> **DATA TO USE**:
⁂
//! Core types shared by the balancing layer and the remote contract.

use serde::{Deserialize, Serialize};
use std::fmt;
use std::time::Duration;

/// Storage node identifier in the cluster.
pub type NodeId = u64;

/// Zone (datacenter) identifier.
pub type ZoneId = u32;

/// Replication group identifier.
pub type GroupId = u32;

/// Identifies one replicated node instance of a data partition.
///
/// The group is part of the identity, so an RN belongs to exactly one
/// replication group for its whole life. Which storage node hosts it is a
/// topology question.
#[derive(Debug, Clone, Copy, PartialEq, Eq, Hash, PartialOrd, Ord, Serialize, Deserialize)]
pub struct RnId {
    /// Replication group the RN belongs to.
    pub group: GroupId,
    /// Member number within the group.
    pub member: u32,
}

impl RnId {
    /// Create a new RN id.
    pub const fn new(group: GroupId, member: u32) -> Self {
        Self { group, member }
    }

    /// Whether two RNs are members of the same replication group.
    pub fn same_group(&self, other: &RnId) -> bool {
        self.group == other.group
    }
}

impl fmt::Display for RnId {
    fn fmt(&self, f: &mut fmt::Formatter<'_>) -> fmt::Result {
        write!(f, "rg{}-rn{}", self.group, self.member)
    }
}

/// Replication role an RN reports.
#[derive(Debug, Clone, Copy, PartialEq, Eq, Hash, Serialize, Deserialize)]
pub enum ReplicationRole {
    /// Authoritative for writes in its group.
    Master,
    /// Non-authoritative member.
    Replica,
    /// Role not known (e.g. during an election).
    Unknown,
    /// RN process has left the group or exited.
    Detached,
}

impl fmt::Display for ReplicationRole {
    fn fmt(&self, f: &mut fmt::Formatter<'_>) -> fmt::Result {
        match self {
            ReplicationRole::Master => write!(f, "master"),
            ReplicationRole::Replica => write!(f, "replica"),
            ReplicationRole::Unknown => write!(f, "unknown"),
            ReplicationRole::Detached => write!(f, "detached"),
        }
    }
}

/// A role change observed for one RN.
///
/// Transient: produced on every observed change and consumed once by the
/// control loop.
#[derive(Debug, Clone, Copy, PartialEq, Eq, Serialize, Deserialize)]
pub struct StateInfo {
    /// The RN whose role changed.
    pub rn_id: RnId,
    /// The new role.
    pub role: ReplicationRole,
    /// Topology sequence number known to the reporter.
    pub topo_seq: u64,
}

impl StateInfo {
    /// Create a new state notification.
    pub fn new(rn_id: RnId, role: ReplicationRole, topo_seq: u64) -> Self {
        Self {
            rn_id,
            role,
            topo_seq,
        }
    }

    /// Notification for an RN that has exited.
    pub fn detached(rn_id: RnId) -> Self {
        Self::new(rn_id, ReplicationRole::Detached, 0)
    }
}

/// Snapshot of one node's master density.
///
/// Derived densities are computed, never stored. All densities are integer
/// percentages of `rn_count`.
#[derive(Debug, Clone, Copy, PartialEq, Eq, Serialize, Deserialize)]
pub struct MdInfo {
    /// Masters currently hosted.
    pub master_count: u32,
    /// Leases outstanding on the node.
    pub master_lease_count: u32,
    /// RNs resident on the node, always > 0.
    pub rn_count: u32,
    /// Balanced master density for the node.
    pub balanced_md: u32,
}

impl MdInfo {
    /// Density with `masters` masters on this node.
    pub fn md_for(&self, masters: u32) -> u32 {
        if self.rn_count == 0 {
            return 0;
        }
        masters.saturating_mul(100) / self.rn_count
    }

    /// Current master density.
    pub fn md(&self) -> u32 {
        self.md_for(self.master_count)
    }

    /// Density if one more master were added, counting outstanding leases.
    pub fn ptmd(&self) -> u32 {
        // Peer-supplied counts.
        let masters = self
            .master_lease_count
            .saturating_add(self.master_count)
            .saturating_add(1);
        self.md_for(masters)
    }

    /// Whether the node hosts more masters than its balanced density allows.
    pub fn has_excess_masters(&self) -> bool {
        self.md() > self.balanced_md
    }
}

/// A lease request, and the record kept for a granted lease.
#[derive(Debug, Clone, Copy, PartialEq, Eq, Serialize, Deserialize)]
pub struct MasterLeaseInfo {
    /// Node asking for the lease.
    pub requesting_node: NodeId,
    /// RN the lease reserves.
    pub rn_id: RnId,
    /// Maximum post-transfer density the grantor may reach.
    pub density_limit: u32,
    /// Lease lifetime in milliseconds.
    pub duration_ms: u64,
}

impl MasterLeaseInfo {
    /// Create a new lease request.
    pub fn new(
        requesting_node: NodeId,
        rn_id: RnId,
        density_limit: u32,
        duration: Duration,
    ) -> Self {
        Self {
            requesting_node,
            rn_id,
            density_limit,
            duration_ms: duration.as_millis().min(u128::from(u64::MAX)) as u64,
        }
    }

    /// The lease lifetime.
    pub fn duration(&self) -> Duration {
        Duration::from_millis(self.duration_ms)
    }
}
⁂
> **ABOUT THIS EXERCISE**: Lines before the one containing "new lease request." stay out; reproduce that line and all the lines after it, through the end of the listing, exactly.

> **EXERCISE SOLUTION**:
    /// Create a new lease request.
    pub fn new(
        requesting_node: NodeId,
        rn_id: RnId,
        density_limit: u32,
        duration: Duration,
    ) -> Self {
        Self {
            requesting_node,
            rn_id,
            density_limit,
            duration_ms: duration.as_millis().min(u128::from(u64::MAX)) as u64,
        }
    }

    /// The lease lifetime.
    pub fn duration(&self) -> Duration {
        Duration::from_millis(self.duration_ms)
    }
}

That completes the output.